> Task description:
Every line containing the string "DegenerateProfile" should be returned from the records.

[Entries taken from a collection]

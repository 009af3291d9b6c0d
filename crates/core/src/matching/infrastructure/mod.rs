pub mod file_profile_store;
pub mod memory_profile_store;
use thiserror::Error;

use crate::capture::domain::capture_source::CaptureError;
use crate::matching::domain::face_matcher::DegenerateProfile;
use crate::matching::domain::profile_store::StorageError;

#[derive(Error, Debug)]
pub enum SessionError {
    #[error("another capture is still in progress")]
    Busy,
    #[error("a face is already registered")]
    RegistrationLocked,
    #[error("capture failed: {0}")]
    Capture(#[from] CaptureError),
    #[error("face detection failed: {0}")]
    Detection(String),
    #[error("cannot compare faces: {0}")]
    Degenerate(#[from] DegenerateProfile),
    #[error(transparent)]
    Storage(#[from] StorageError),
    #[error("session worker has stopped")]
    WorkerStopped,
}

impl SessionError {
    /// Storage failures are fatal to the operation and must reach the
    /// caller; everything else is reported as a notice and the user retries.
    pub fn is_recoverable(&self) -> bool {
        !matches!(self, Self::Storage(_) | Self::WorkerStopped)
    }
}

#[cfg(test)]
mod tests {
    use super::*;

    #[test]
    fn test_recoverable_classification() {
        assert!(SessionError::Busy.is_recoverable());
        assert!(SessionError::Capture(CaptureError::ZeroDimensions).is_recoverable());
        assert!(SessionError::Degenerate(DegenerateProfile::Candidate).is_recoverable());
        assert!(!SessionError::Storage(StorageError::NoDataDir).is_recoverable());
        assert!(!SessionError::WorkerStopped.is_recoverable());
    }

    #[test]
    fn test_messages() {
        assert_eq!(
            SessionError::Degenerate(DegenerateProfile::Stored).to_string(),
            "cannot compare faces: registered face has zero area"
        );
        assert_eq!(
            SessionError::Storage(StorageError::NoDataDir).to_string(),
            "could not determine a data directory for the profile"
        );
    }
}
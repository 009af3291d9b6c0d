use crate::matching::domain::face_profile::FaceProfile;
use crate::matching::domain::profile_store::{ProfileStore, StorageError};

/// Keeps the profile in process memory only. Nothing survives a restart.
#[derive(Clone, Debug, Default)]
pub struct MemoryProfileStore {
    profile: Option<FaceProfile>,
}

impl MemoryProfileStore {
    pub fn new() -> Self {
        Self::default()
    }

    pub fn with_profile(profile: FaceProfile) -> Self {
        Self {
            profile: Some(profile),
        }
    }
}

impl ProfileStore for MemoryProfileStore {
    fn load(&self) -> Result<Option<FaceProfile>, StorageError> {
        Ok(self.profile)
    }

    fn save(&mut self, profile: &FaceProfile) -> Result<(), StorageError> {
        self.profile = Some(*profile);
        Ok(())
    }

    fn clear(&mut self) -> Result<(), StorageError> {
        self.profile = None;
        Ok(())
    }
}

#[cfg(test)]
mod tests {
    use super::*;

    fn profile(width: f64) -> FaceProfile {
        FaceProfile::from_array([0.0, 0.0, width, width]).unwrap()
    }

    #[test]
    fn test_starts_empty() {
        assert_eq!(MemoryProfileStore::new().load().unwrap(), None);
    }

    #[test]
    fn test_save_overwrites() {
        let mut store = MemoryProfileStore::with_profile(profile(10.0));
        store.save(&profile(20.0)).unwrap();
        assert_eq!(store.load().unwrap(), Some(profile(20.0)));
    }

    #[test]
    fn test_clear() {
        let mut store = MemoryProfileStore::with_profile(profile(10.0));
        store.clear().unwrap();
        store.clear().unwrap();
        assert_eq!(store.load().unwrap(), None);
    }
}
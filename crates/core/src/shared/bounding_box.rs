use thiserror::Error;

#[derive(Error, Debug, Clone, PartialEq)]
pub enum InvalidBoundingBox {
    #[error("bounding box {field} must be finite, got {value}")]
    NonFinite { field: &'static str, value: f64 },
    #[error("bounding box {field} must be non-negative, got {value}")]
    NegativeExtent { field: &'static str, value: f64 },
}

/// Axis-aligned face rectangle in image-pixel coordinates.
///
/// `left`/`top` may be negative when a face is clipped by the frame edge;
/// `width`/`height` are always finite and non-negative.
#[derive(Clone, Copy, Debug, PartialEq)]
pub struct BoundingBox {
    left: f64,
    top: f64,
    width: f64,
    height: f64,
}

impl BoundingBox {
    pub fn new(left: f64, top: f64, width: f64, height: f64) -> Result<Self, InvalidBoundingBox> {
        for (field, value) in [
            ("left", left),
            ("top", top),
            ("width", width),
            ("height", height),
        ] {
            if !value.is_finite() {
                return Err(InvalidBoundingBox::NonFinite { field, value });
            }
        }
        if width < 0.0 {
            return Err(InvalidBoundingBox::NegativeExtent {
                field: "width",
                value: width,
            });
        }
        if height < 0.0 {
            return Err(InvalidBoundingBox::NegativeExtent {
                field: "height",
                value: height,
            });
        }
        Ok(Self {
            left,
            top,
            width,
            height,
        })
    }

    /// Builds a box from corner coordinates `(x1, y1, x2, y2)`.
    ///
    /// Inverted corners collapse to a zero extent rather than failing.
    pub fn from_corners(x1: f64, y1: f64, x2: f64, y2: f64) -> Result<Self, InvalidBoundingBox> {
        Self::new(x1, y1, (x2 - x1).max(0.0), (y2 - y1).max(0.0))
    }

    pub fn left(&self) -> f64 {
        self.left
    }

    pub fn top(&self) -> f64 {
        self.top
    }

    pub fn width(&self) -> f64 {
        self.width
    }

    pub fn height(&self) -> f64 {
        self.height
    }

    pub fn area(&self) -> f64 {
        self.width * self.height
    }

    /// Scales width and height by `factor`, keeping the top-left corner.
    pub fn scaled(&self, factor: f64) -> Result<Self, InvalidBoundingBox> {
        Self::new(
            self.left,
            self.top,
            self.width * factor,
            self.height * factor,
        )
    }

    pub fn translated(&self, dx: f64, dy: f64) -> Result<Self, InvalidBoundingBox> {
        Self::new(self.left + dx, self.top + dy, self.width, self.height)
    }
}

> Response below:
use crate::matching::domain::face_matcher::DegenerateProfile;
    Degenerate(#[from] DegenerateProfile),
        assert!(SessionError::Degenerate(DegenerateProfile::Candidate).is_recoverable());
            SessionError::Degenerate(DegenerateProfile::Stored).to_string(),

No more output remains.